(Beginning of RECORDS SHOWN)

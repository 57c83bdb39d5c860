use repnet_serde::{BitReader, BitWrite, SerdeErr};

use crate::{
    constants::{CHTYPE_MAX, MAX_CHANNELS, MAX_CHSEQUENCE},
    types::ChannelIndex,
};

/// Flag bits carried by a bunch header.
#[derive(Clone, Copy, Debug, Default, PartialEq, Eq)]
pub struct BunchFlags {
    pub open: bool,
    pub close: bool,
    /// Only meaningful with `close`: the channel closes because the actor
    /// went dormant, not because it was destroyed.
    pub dormant: bool,
    pub is_replication_paused: bool,
    pub reliable: bool,
    pub has_package_map_exports: bool,
    pub has_must_be_mapped_guids: bool,
    pub partial: bool,
    pub partial_initial: bool,
    pub partial_final: bool,
}

impl BunchFlags {
    pub fn is_control(&self) -> bool {
        self.open || self.close
    }
}

/// A bunch header as it travels on the wire. The channel sequence is still
/// the wrapped value; the connection expands it against its own counters.
#[derive(Clone, Copy, Debug, PartialEq, Eq)]
pub struct BunchHeader {
    pub flags: BunchFlags,
    pub ch_index: ChannelIndex,
    /// Present for reliable bunches unless the connection acks internally.
    pub wrapped_sequence: Option<u32>,
    /// Raw channel type, present for reliable or opening bunches.
    pub ch_type: Option<u32>,
    pub payload_bits: u32,
}

impl BunchHeader {
    /// Writes everything after the leading "is ack" bit.
    pub fn write(&self, writer: &mut dyn BitWrite, max_packet_bits: u32) {
        let flags = &self.flags;
        writer.write_bit(flags.is_control());
        if flags.is_control() {
            writer.write_bit(flags.open);
            writer.write_bit(flags.close);
            if flags.close {
                writer.write_bit(flags.dormant);
            }
        }
        writer.write_bit(flags.is_replication_paused);
        writer.write_bit(flags.reliable);
        writer.write_int_wrapped(self.ch_index, MAX_CHANNELS);
        writer.write_bit(flags.has_package_map_exports);
        writer.write_bit(flags.has_must_be_mapped_guids);
        writer.write_bit(flags.partial);

        if let Some(sequence) = self.wrapped_sequence {
            writer.write_int_wrapped(sequence, MAX_CHSEQUENCE);
        }

        if flags.partial {
            writer.write_bit(flags.partial_initial);
            writer.write_bit(flags.partial_final);
        }

        if let Some(ch_type) = self.ch_type {
            writer.write_int_wrapped(ch_type, CHTYPE_MAX);
        }

        writer.write_int_wrapped(self.payload_bits, max_packet_bits);
    }

    /// Reads a header whose "is ack" bit has already been consumed.
    pub fn read(
        reader: &mut BitReader,
        internal_ack: bool,
        max_packet_bits: u32,
    ) -> Result<Self, SerdeErr> {
        let mut flags = BunchFlags::default();

        let control = reader.read_bit()?;
        if control {
            flags.open = reader.read_bit()?;
            flags.close = reader.read_bit()?;
            if flags.close {
                flags.dormant = reader.read_bit()?;
            }
        }
        flags.is_replication_paused = reader.read_bit()?;
        flags.reliable = reader.read_bit()?;
        let ch_index = reader.read_int(MAX_CHANNELS)?;
        flags.has_package_map_exports = reader.read_bit()?;
        flags.has_must_be_mapped_guids = reader.read_bit()?;
        flags.partial = reader.read_bit()?;

        let wrapped_sequence = if flags.reliable && !internal_ack {
            Some(reader.read_int(MAX_CHSEQUENCE)?)
        } else {
            None
        };

        if flags.partial {
            flags.partial_initial = reader.read_bit()?;
            flags.partial_final = reader.read_bit()?;
        }

        let ch_type = if flags.reliable || flags.open {
            Some(reader.read_int(CHTYPE_MAX)?)
        } else {
            None
        };

        let payload_bits = reader.read_int(max_packet_bits)?;

        Ok(Self {
            flags,
            ch_index,
            wrapped_sequence,
            ch_type,
            payload_bits,
        })
    }
}
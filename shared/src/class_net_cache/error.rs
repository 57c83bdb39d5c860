use thiserror::Error;

#[derive(Debug, Clone, PartialEq, Eq, Error)]
pub enum ClassNetCacheError {
    /// The schema provider does not know the class
    #[error("Class `{class}` has no schema")]
    UnknownClass { class: String },

    /// A class is its own ancestor
    #[error("Class `{class}` inherits from itself")]
    InheritanceCycle { class: String },
}
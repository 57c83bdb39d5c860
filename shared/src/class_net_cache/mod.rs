mod checksum;
mod class_net_cache;
mod error;
mod registry;
mod schema;

pub use checksum::{compare_properties, function_checksum, property_checksum, sort_properties};
pub use class_net_cache::{ClassNetCache, FieldNetCache};
pub use error::ClassNetCacheError;
pub use registry::ClassNetCacheRegistry;
pub use schema::{ClassSchema, FunctionSchema, NestedSchema, NetField, PropertySchema, SchemaProvider, StaticSchema};
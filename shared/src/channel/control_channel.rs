use std::collections::VecDeque;

use log::{error, info, warn};

use crate::{
    bunch::{InBunch, OutBunch},
    channel::{ChannelError, ControlMessage},
    connection::{ConnectionCore, ConnectionEvent},
    constants::{MAX_QUEUED_CONTROL_MESSAGES, RELIABLE_BUFFER},
};

pub(crate) struct QueuedMessage {
    pub data: Vec<u8>,
    pub num_bits: u32,
}

/// Control channel state. Messages that cannot enter the reliable window
/// right away wait in a queue so they still go out in order.
pub struct ControlChannel {
    needs_endian_inspection: bool,
    queued_messages: VecDeque<QueuedMessage>,
}

impl ControlChannel {
    pub(crate) fn new(opened_locally: bool) -> Self {
        Self {
            needs_endian_inspection: !opened_locally,
            queued_messages: VecDeque::new(),
        }
    }

    pub fn num_queued_messages(&self) -> usize {
        self.queued_messages.len()
    }

    pub(crate) fn should_queue(&self, num_out_rec: usize, close: bool) -> bool {
        !self.queued_messages.is_empty() || num_out_rec >= RELIABLE_BUFFER - 1 + usize::from(close)
    }

    pub(crate) fn queue(&mut self, core: &mut ConnectionCore, bunch: &OutBunch) -> Result<(), ChannelError> {
        if self.queued_messages.len() >= MAX_QUEUED_CONTROL_MESSAGES {
            error!(
                "Control channel message queue overflowed ({} queued), closing connection",
                self.queued_messages.len()
            );
            core.request_close(None);
            return Err(ChannelError::ControlQueueFull {
                queued: self.queued_messages.len(),
            });
        }
        self.queued_messages.push_back(QueuedMessage {
            data: bunch.data().to_vec(),
            num_bits: bunch.num_bits(),
        });
        Ok(())
    }

    pub(crate) fn pop_queued(&mut self) -> Option<QueuedMessage> {
        self.queued_messages.pop_front()
    }

    pub(crate) fn requeue_front(&mut self, message: QueuedMessage) {
        self.queued_messages.push_front(message);
    }

    pub(crate) fn received_bunch(
        &mut self,
        core: &mut ConnectionCore,
        bunch: &InBunch,
    ) -> Result<(), ChannelError> {
        let mut reader = bunch.reader();

        // the peer's first message must be the hello carrying its endianness
        if self.needs_endian_inspection {
            let mut peek = reader.clone();
            let message_type = peek.read_byte()?;
            if message_type != ControlMessage::HELLO {
                return Err(ChannelError::MissingHello { message_type });
            }
            let little_endian = peek.read_byte()? != 0;
            if !little_endian {
                info!("Remote peer reports a big endian platform");
            }
            core.remote_little_endian = Some(little_endian);
            self.needs_endian_inspection = false;
        }

        while !reader.at_end() && !core.is_closed() {
            let message = ControlMessage::read(&mut reader)?;
            match &message {
                ControlMessage::NetSpeed { rate } => core.set_net_speed(*rate),
                ControlMessage::Failure { reason } => {
                    warn!("Remote peer reported failure: {}", reason);
                }
                _ => {}
            }
            core.push_event(ConnectionEvent::ControlMessage(message));
        }
        Ok(())
    }
}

(End of RECORDS SHOWN)

TASK | Write the records out again so that each one matches the original exactly.

RESPONSE BOX |
repository 57c83bdb39d5c860
use repnet_serde::{BitReader, BitWrite, SerdeErr};

use crate::{
    constants::{CHTYPE_MAX, MAX_CHANNELS, MAX_CHSEQUENCE},
    types::ChannelIndex,
};

/// Flag bits carried by a bunch header.
#[derive(Clone, Copy, Debug, Default, PartialEq, Eq)]
pub struct BunchFlags {
    pub open: bool,
    pub close: bool,
    /// Only meaningful with `close`: the channel closes because the actor
    /// went dormant, not because it was destroyed.
    pub dormant: bool,
    pub is_replication_paused: bool,
    pub reliable: bool,
    pub has_package_map_exports: bool,
    pub has_must_be_mapped_guids: bool,
    pub partial: bool,
    pub partial_initial: bool,
    pub partial_final: bool,
}

impl BunchFlags {
    pub fn is_control(&self) -> bool {
        self.open || self.close
    }
}

/// A bunch header as it travels on the wire. The channel sequence is still
/// the wrapped value; the connection expands it against its own counters.
#[derive(Clone, Copy, Debug, PartialEq, Eq)]
pub struct BunchHeader {
    pub flags: BunchFlags,
    pub ch_index: ChannelIndex,
    /// Present for reliable bunches unless the connection acks internally.
    pub wrapped_sequence: Option<u32>,
    /// Raw channel type, present for reliable or opening bunches.
    pub ch_type: Option<u32>,
    pub payload_bits: u32,
}

impl BunchHeader {
    /// Writes everything after the leading "is ack" bit.
    pub fn write(&self, writer: &mut dyn BitWrite, max_packet_bits: u32) {
        let flags = &self.flags;
        writer.write_bit(flags.is_control());
        if flags.is_control() {
            writer.write_bit(flags.open);
            writer.write_bit(flags.close);
            if flags.close {
                writer.write_bit(flags.dormant);
            }
        }
        writer.write_bit(flags.is_replication_paused);
        writer.write_bit(flags.reliable);
        writer.write_int_wrapped(self.ch_index, MAX_CHANNELS);
        writer.write_bit(flags.has_package_map_exports);
        writer.write_bit(flags.has_must_be_mapped_guids);
        writer.write_bit(flags.partial);

        if let Some(sequence) = self.wrapped_sequence {
            writer.write_int_wrapped(sequence, MAX_CHSEQUENCE);
        }

        if flags.partial {
            writer.write_bit(flags.partial_initial);
            writer.write_bit(flags.partial_final);
        }

        if let Some(ch_type) = self.ch_type {
            writer.write_int_wrapped(ch_type, CHTYPE_MAX);
        }

        writer.write_int_wrapped(self.payload_bits, max_packet_bits);
    }

    /// Reads a header whose "is ack" bit has already been consumed.
    pub fn read(
        reader: &mut BitReader,
        internal_ack: bool,
        max_packet_bits: u32,
    ) -> Result<Self, SerdeErr> {
        let mut flags = BunchFlags::default();

        let control = reader.read_bit()?;
        if control {
            flags.open = reader.read_bit()?;
            flags.close = reader.read_bit()?;
            if flags.close {
                flags.dormant = reader.read_bit()?;
            }
        }
        flags.is_replication_paused = reader.read_bit()?;
        flags.reliable = reader.read_bit()?;
        let ch_index = reader.read_int(MAX_CHANNELS)?;
        flags.has_package_map_exports = reader.read_bit()?;
        flags.has_must_be_mapped_guids = reader.read_bit()?;
        flags.partial = reader.read_bit()?;

        let wrapped_sequence = if flags.reliable && !internal_ack {
            Some(reader.read_int(MAX_CHSEQUENCE)?)
        } else {
            None
        };

        if flags.partial {
            flags.partial_initial = reader.read_bit()?;
            flags.partial_final = reader.read_bit()?;
        }

        let ch_type = if flags.reliable || flags.open {
            Some(reader.read_int(CHTYPE_MAX)?)
        } else {
            None
        };

        let payload_bits = reader.read_int(max_packet_bits)?;

        Ok(Self {
            flags,
            ch_index,
            wrapped_sequence,
            ch_type,
            payload_bits,
        })
    }
}
filename shared/src/class_net_cache/error.rs
repository 57c83bdb39d5c860
use thiserror::Error;

#[derive(Debug, Clone, PartialEq, Eq, Error)]
pub enum ClassNetCacheError {
    /// The schema provider does not know the class
    #[error("Class `{class}` has no schema")]
    UnknownClass { class: String },

    /// A class is its own ancestor
    #[error("Class `{class}` inherits from itself")]
    InheritanceCycle { class: String },
}
repository 57c83bdb39d5c860
filename shared/src/class_net_cache/mod.rs
mod checksum;
mod class_net_cache;
mod error;
mod registry;
mod schema;

pub use checksum::{compare_properties, function_checksum, property_checksum, sort_properties};
pub use class_net_cache::{ClassNetCache, FieldNetCache};
pub use error::ClassNetCacheError;
pub use registry::ClassNetCacheRegistry;
pub use schema::{ClassSchema, FunctionSchema, NestedSchema, NetField, PropertySchema, SchemaProvider, StaticSchema};
filename shared/src/channel/control_channel.rs
use std::collections::VecDeque;

use log::{error, info, warn};

use crate::{
    bunch::{InBunch, OutBunch},
    channel::{ChannelError, ControlMessage},
    connection::{ConnectionCore, ConnectionEvent},
    constants::{MAX_QUEUED_CONTROL_MESSAGES, RELIABLE_BUFFER},
};

pub(crate) struct QueuedMessage {
    pub data: Vec<u8>,
    pub num_bits: u32,
}

/// Control channel state. Messages that cannot enter the reliable window
/// right away wait in a queue so they still go out in order.
pub struct ControlChannel {
    needs_endian_inspection: bool,
    queued_messages: VecDeque<QueuedMessage>,
}

impl ControlChannel {
    pub(crate) fn new(opened_locally: bool) -> Self {
        Self {
            needs_endian_inspection: !opened_locally,
            queued_messages: VecDeque::new(),
        }
    }

    pub fn num_queued_messages(&self) -> usize {
        self.queued_messages.len()
    }

    pub(crate) fn should_queue(&self, num_out_rec: usize, close: bool) -> bool {
        !self.queued_messages.is_empty() || num_out_rec >= RELIABLE_BUFFER - 1 + usize::from(close)
    }

    pub(crate) fn queue(&mut self, core: &mut ConnectionCore, bunch: &OutBunch) -> Result<(), ChannelError> {
        if self.queued_messages.len() >= MAX_QUEUED_CONTROL_MESSAGES {
            error!(
                "Control channel message queue overflowed ({} queued), closing connection",
                self.queued_messages.len()
            );
            core.request_close(None);
            return Err(ChannelError::ControlQueueFull {
                queued: self.queued_messages.len(),
            });
        }
        self.queued_messages.push_back(QueuedMessage {
            data: bunch.data().to_vec(),
            num_bits: bunch.num_bits(),
        });
        Ok(())
    }

    pub(crate) fn pop_queued(&mut self) -> Option<QueuedMessage> {
        self.queued_messages.pop_front()
    }

    pub(crate) fn requeue_front(&mut self, message: QueuedMessage) {
        self.queued_messages.push_front(message);
    }

    pub(crate) fn received_bunch(
        &mut self,
        core: &mut ConnectionCore,
        bunch: &InBunch,
    ) -> Result<(), ChannelError> {
        let mut reader = bunch.reader();

        // the peer's first message must be the hello carrying its endianness
        if self.needs_endian_inspection {
            let mut peek = reader.clone();
            let message_type = peek.read_byte()?;
            if message_type != ControlMessage::HELLO {
                return Err(ChannelError::MissingHello { message_type });
            }
            let little_endian = peek.read_byte()? != 0;
            if !little_endian {
                info!("Remote peer reports a big endian platform");
            }
            core.remote_little_endian = Some(little_endian);
            self.needs_endian_inspection = false;
        }

        while !reader.at_end() && !core.is_closed() {
            let message = ControlMessage::read(&mut reader)?;
            match &message {
                ControlMessage::NetSpeed { rate } => core.set_net_speed(*rate),
                ControlMessage::Failure { reason } => {
                    warn!("Remote peer reported failure: {}", reason);
                }
                _ => {}
            }
            core.push_event(ConnectionEvent::ControlMessage(message));
        }
        Ok(())
    }
}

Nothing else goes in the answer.